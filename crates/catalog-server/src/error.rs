/// The catalog server error type
#[derive(Debug, thiserror::Error)]
pub enum Error {
    /// The `[graph]` path cannot be routed
    #[error("invalid graph path {path:?}: {reason}")]
    GraphPath { path: String, reason: &'static str },
    /// The CORS settings cannot be combined
    #[error("invalid CORS configuration: {0}")]
    Cors(String),
    /// Cannot start the HTTP server
    #[error("starting server: {0}")]
    Server(#[source] std::io::Error),
}

pub type Result<T> = std::result::Result<T, Error>;
use std::sync::Arc;

use bytes::Bytes;
use http::StatusCode;
use serde::{de::DeserializeOwned, Serialize};

use crate::error::{error_body_message, ClassifiedError, FetchError, FetchResult};

#[derive(Debug, Clone, Copy, PartialEq, Eq, strum::Display)]
#[strum(serialize_all = "UPPERCASE")]
pub enum UpstreamMethod {
    Get,
    Post,
    Patch,
    Delete,
}

impl From<UpstreamMethod> for http::Method {
    fn from(value: UpstreamMethod) -> Self {
        match value {
            UpstreamMethod::Get => http::Method::GET,
            UpstreamMethod::Post => http::Method::POST,
            UpstreamMethod::Patch => http::Method::PATCH,
            UpstreamMethod::Delete => http::Method::DELETE,
        }
    }
}

/// A single call to the upstream. The path is appended to the configured base URL.
#[derive(Debug, Clone, PartialEq)]
pub struct FetchRequest {
    pub method: UpstreamMethod,
    pub path: String,
    pub query: Vec<(&'static str, String)>,
    pub json_body: Option<serde_json::Value>,
}

impl FetchRequest {
    pub fn new(method: UpstreamMethod, path: impl Into<String>) -> Self {
        FetchRequest {
            method,
            path: path.into(),
            query: Vec::new(),
            json_body: None,
        }
    }

    pub fn get(path: impl Into<String>) -> Self {
        Self::new(UpstreamMethod::Get, path)
    }

    pub fn post(path: impl Into<String>) -> Self {
        Self::new(UpstreamMethod::Post, path)
    }

    pub fn patch(path: impl Into<String>) -> Self {
        Self::new(UpstreamMethod::Patch, path)
    }

    pub fn delete(path: impl Into<String>) -> Self {
        Self::new(UpstreamMethod::Delete, path)
    }

    #[must_use]
    pub fn with_query(mut self, name: &'static str, value: impl Into<String>) -> Self {
        self.query.push((name, value.into()));
        self
    }

    /// Attaches a JSON body. Serialization happens here, so a payload that cannot be
    /// represented as JSON fails before anything is sent.
    pub fn with_json(mut self, body: &impl Serialize) -> Result<Self, ClassifiedError> {
        let body = serde_json::to_value(body).map_err(|error| {
            let error = FetchError::Request(error.to_string());
            tracing::warn!(method = %self.method, path = %self.path, "{error}");
            ClassifiedError::from(error)
        })?;

        self.json_body = Some(body);
        Ok(self)
    }
}

/// The raw upstream answer, whatever its status.
#[derive(Debug, Clone)]
pub struct FetchResponse {
    pub status: StatusCode,
    pub bytes: Bytes,
}

#[async_trait::async_trait]
pub trait FetcherInner: Send + Sync {
    async fn fetch(&self, request: FetchRequest) -> FetchResult<FetchResponse>;
}

/// Shared handle to the upstream transport.
#[derive(Clone)]
pub struct Fetcher {
    inner: Arc<dyn FetcherInner>,
}

impl Fetcher {
    pub fn new(fetcher: impl FetcherInner + 'static) -> Fetcher {
        Fetcher {
            inner: Arc::new(fetcher),
        }
    }

    /// Sends the request and returns the response body as JSON.
    pub async fn call(&self, request: FetchRequest) -> Result<serde_json::Value, ClassifiedError> {
        self.call_as(request).await
    }

    /// Sends the request and deserializes the response body into `T`.
    ///
    /// An empty success body is read as JSON `null`. Every failure is logged and
    /// classified; the caller only ever sees the [`ClassifiedError`].
    pub async fn call_as<T>(&self, request: FetchRequest) -> Result<T, ClassifiedError>
    where
        T: DeserializeOwned,
    {
        let method = request.method;
        let path = request.path.clone();

        tracing::debug!(%method, %path, "calling upstream");

        self.execute(request).await.map_err(|error| {
            let classified = ClassifiedError::from(&error);
            tracing::warn!(%method, %path, kind = %classified.kind, "upstream call failed: {error}");
            classified
        })
    }

    async fn execute<T>(&self, request: FetchRequest) -> FetchResult<T>
    where
        T: DeserializeOwned,
    {
        let FetchResponse { status, bytes } = self.inner.fetch(request).await?;

        if !status.is_success() {
            return Err(FetchError::Status {
                status,
                body: error_body_message(status, &bytes),
            });
        }

        decode_body(&bytes)
    }
}

fn decode_body<T: DeserializeOwned>(bytes: &[u8]) -> FetchResult<T> {
    let bytes = if bytes.iter().all(u8::is_ascii_whitespace) {
        b"null".as_slice()
    } else {
        bytes
    };

    serde_json::from_slice(bytes).map_err(|error| FetchError::InvalidBody(error.to_string()))
}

What is required
Your answer should be exactly the lines of the data above, from the first through the line containing "the HTTP server".

Response
filename crates/catalog-server/src/error.rs
/// The catalog server error type
#[derive(Debug, thiserror::Error)]
pub enum Error {
    /// The `[graph]` path cannot be routed
    #[error("invalid graph path {path:?}: {reason}")]
    GraphPath { path: String, reason: &'static str },
    /// The CORS settings cannot be combined
    #[error("invalid CORS configuration: {0}")]
    Cors(String),
    /// Cannot start the HTTP server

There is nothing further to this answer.